SUNY’s plan for LICH, of course, remains entirely opaque. Our attorneys have told us that at least seven and maybe as many as eighteen parties are interested in taking ownership of LICH. No one other than SUNY knows who these parties are or what their plans for the hospital might be.
The story of LICH is a story of the wanton abuse of power. At every turn, SUNY has ignored court orders to halt closure proceedings for LICH. And no wonder! Not a single official has been fined or held in contempt of court or thrown in jail for ignoring the court orders. In July, sixteen people, including Democratic mayoral candidate Bill De Blasio and City Councilman Steve Levin, were arrested at an anti-closure protest in Midtown. Yet no one has been punished for scheming to choke the life out of LICH.
This is also a story of a government failing its own people. In March, I was one of eight advocates for LICH to meet with representatives of the Department of Health. At the meeting, they seemed unconcerned about the potential effects of LICH’s closure. They said the loss of LICH’s beds could be absorbed by other hospitals in Brooklyn, particularly Brooklyn Hospital. They were apparently unaware that Brooklyn Hospital lacked many of the services offered at LICH. It could not perform angioplasty or stenting; it had no stroke unit, no inpatient psychiatric beds, no neurosurgery division. This summer, the health department has watched silently as emergency rooms have become overloaded and dysfunctional.

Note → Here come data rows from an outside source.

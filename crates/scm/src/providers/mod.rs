//! Provider clients.

pub mod gitea;
pub mod github;
pub mod gitlab;

use async_trait::async_trait;

use crate::address::{server_base, RepoPath};
use crate::error::ScmError;
use crate::kind::ProviderKind;
use crate::Result;

/// Number of release list pages scanned when a tag lookup misses.
pub const MAX_RELEASE_PAGES: u32 = 5;

/// Page size used for release list scans.
pub const RELEASE_PAGE_SIZE: u32 = 50;

pub(crate) const USER_AGENT: &str = "ks-releaser";

/// Capability interface shared by all provider clients.
#[async_trait]
pub trait ScmProvider: Send + Sync {
    /// Provider this client talks to.
    fn kind(&self) -> ProviderKind;

    /// Create a release for `spec.tag`, or update a pending draft release with
    /// the same tag. A published release is left untouched.
    async fn release(&self, spec: &ReleaseSpec) -> Result<ReleaseOutcome>;

    /// Comment on the open issue titled `title`, or open a new one.
    async fn create_issue(&self, title: &str, body: &str) -> Result<IssueOutcome>;
}

/// Parameters of a release.
#[derive(Debug, Clone, PartialEq, Eq)]
pub struct ReleaseSpec {
    pub tag: String,
    pub commitish: String,
    pub name: String,
    pub body: String,
    pub draft: bool,
    pub prerelease: bool,
}

impl ReleaseSpec {
    /// A published, non pre-release release named after its tag.
    #[must_use]
    pub fn new(tag: impl Into<String>, commitish: impl Into<String>) -> Self {
        let tag = tag.into();
        Self {
            name: tag.clone(),
            tag,
            commitish: commitish.into(),
            body: String::new(),
            draft: false,
            prerelease: false,
        }
    }

    #[must_use]
    pub fn prerelease(mut self, prerelease: bool) -> Self {
        self.prerelease = prerelease;
        self
    }

    #[must_use]
    pub fn draft(mut self, draft: bool) -> Self {
        self.draft = draft;
        self
    }

    #[must_use]
    pub fn body(mut self, body: impl Into<String>) -> Self {
        self.body = body.into();
        self
    }
}

/// What [`ScmProvider::release`] did.
#[derive(Debug, Clone, Copy, PartialEq, Eq)]
pub enum ReleaseOutcome {
    Created,
    UpdatedDraft,
    AlreadyPublished,
}

/// What [`ScmProvider::create_issue`] did, with the issue number.
#[derive(Debug, Clone, Copy, PartialEq, Eq)]
pub enum IssueOutcome {
    Created(u64),
    Commented(u64),
}

impl IssueOutcome {
    #[must_use]
    pub fn number(self) -> u64 {
        match self {
            IssueOutcome::Created(n) | IssueOutcome::Commented(n) => n,
        }
    }
}

/// API base URLs for the public SaaS providers.
#[derive(Debug, Clone, PartialEq, Eq)]
pub struct ApiEndpoints {
    pub github_api: String,
    pub gitlab_api: String,
}

impl Default for ApiEndpoints {
    fn default() -> Self {
        Self {
            github_api: "https://api.github.com".to_string(),
            gitlab_api: "https://gitlab.com/api/v4".to_string(),
        }
    }
}

/// Everything needed to build a client for one repository.
#[derive(Debug, Clone)]
pub struct ProviderTarget {
    pub kind: ProviderKind,
    pub repo: RepoPath,
    /// Server base URL of self-hosted providers, `scheme://host[:port]/`.
    pub server: Option<String>,
    pub token: Option<String>,
}

impl ProviderTarget {
    /// Resolve the repository path and server of `address`.
    pub fn from_address(kind: ProviderKind, address: &str, server: Option<&str>) -> Result<Self> {
        let repo = RepoPath::from_address(kind, address, server)?;
        let server = match server {
            Some(server) => Some(server.to_string()),
            None if kind.canonical_prefix().is_none() => server_base(address),
            None => None,
        };

        Ok(Self {
            kind,
            repo,
            server,
            token: None,
        })
    }

    #[must_use]
    pub fn with_token(mut self, token: Option<String>) -> Self {
        self.token = token.filter(|t| !t.is_empty());
        self
    }
}

/// Build the client for a target.
///
/// Returns `Ok(None)` for providers without an API client.
pub fn client_for(
    target: &ProviderTarget,
    endpoints: &ApiEndpoints,
) -> Result<Option<Box<dyn ScmProvider>>> {
    let client: Box<dyn ScmProvider> = match target.kind {
        ProviderKind::GitHub => Box::new(github::GitHubProvider::new(
            &endpoints.github_api,
            target.repo.clone(),
            target.token.clone(),
        )),
        ProviderKind::GitLab => Box::new(gitlab::GitLabProvider::new(
            &endpoints.gitlab_api,
            target.repo.clone(),
            target.token.clone(),
        )),
        ProviderKind::Gitea => {
            let server = target
                .server
                .as_deref()
                .ok_or(ScmError::MissingServer("gitea"))?;
            Box::new(gitea::GiteaProvider::new(
                server,
                target.repo.clone(),
                target.token.clone(),
            ))
        }
        ProviderKind::Gitee | ProviderKind::Bitbucket | ProviderKind::Unknown => return Ok(None),
    };

    Ok(Some(client))
}

/// Turn a non-success response into [`ScmError::Api`].
pub(crate) async fn check_response(
    provider: &'static str,
    response: reqwest::Response,
) -> Result<reqwest::Response> {
    let status = response.status();
    if status.is_success() {
        return Ok(response);
    }

    let message = response.text().await.unwrap_or_default();
    Err(ScmError::Api {
        provider,
        status: status.as_u16(),
        message,
    })
}

#[cfg(test)]
mod tests {
    use super::*;

    #[test]
    fn test_client_for_known_providers() {
        let endpoints = ApiEndpoints::default();

        let github =
            ProviderTarget::from_address(ProviderKind::GitHub, "https://github.com/x/b", None)
                .unwrap();
        assert!(github.server.is_none());
        assert_eq!(
            client_for(&github, &endpoints).unwrap().unwrap().kind(),
            ProviderKind::GitHub
        );

        let gitea =
            ProviderTarget::from_address(ProviderKind::Gitea, "https://localhost/x/b.git", None)
                .unwrap();
        assert_eq!(gitea.server.as_deref(), Some("https://localhost/"));
        assert_eq!(
            client_for(&gitea, &endpoints).unwrap().unwrap().kind(),
            ProviderKind::Gitea
        );
    }

    #[test]
    fn test_client_for_identification_only_providers() {
        let endpoints = ApiEndpoints::default();
        for (kind, address) in [
            (ProviderKind::Gitee, "https://gitee.com/x/b"),
            (ProviderKind::Bitbucket, "https://bitbucket.org/x/b"),
            (ProviderKind::Unknown, "https://git.example.org/x/b"),
        ] {
            let target = ProviderTarget::from_address(kind, address, None).unwrap();
            assert!(client_for(&target, &endpoints).unwrap().is_none());
        }
    }

    #[test]
    fn test_empty_token_is_anonymous() {
        let target =
            ProviderTarget::from_address(ProviderKind::GitHub, "https://github.com/x/b", None)
                .unwrap()
                .with_token(Some(String::new()));
        assert!(target.token.is_none());
    }

    #[test]
    fn test_release_spec_builder() {
        let spec = ReleaseSpec::new("v1.0.0", "main").prerelease(true).body("notes");
        assert_eq!(spec.name, "v1.0.0");
        assert_eq!(spec.commitish, "main");
        assert!(spec.prerelease);
        assert!(!spec.draft);
        assert_eq!(spec.body, "notes");
    }
}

Think about this: Brooklyn’s health care system is at the mercy of a state agency that acts as if it is above the law. Appointed by and answerable only to the governor, it ignores court orders. It has used its own police force to intimidate employees of LICH. It has blindly pushed ahead with its goal to destroy LICH, no matter the human cost.
Advocates of LICH demand a seat at the table in negotiations with any potential buyer for the hospital. We want a guarantee that LICH won’t once again be stripped down to its bare bones. Brooklyn needs — and deserves — a hospital at Atlantic and Hicks, where the Long Island College Hospital first opened its doors more than 150 years ago. It needs a functioning, full-service hospital. Nothing less is acceptable.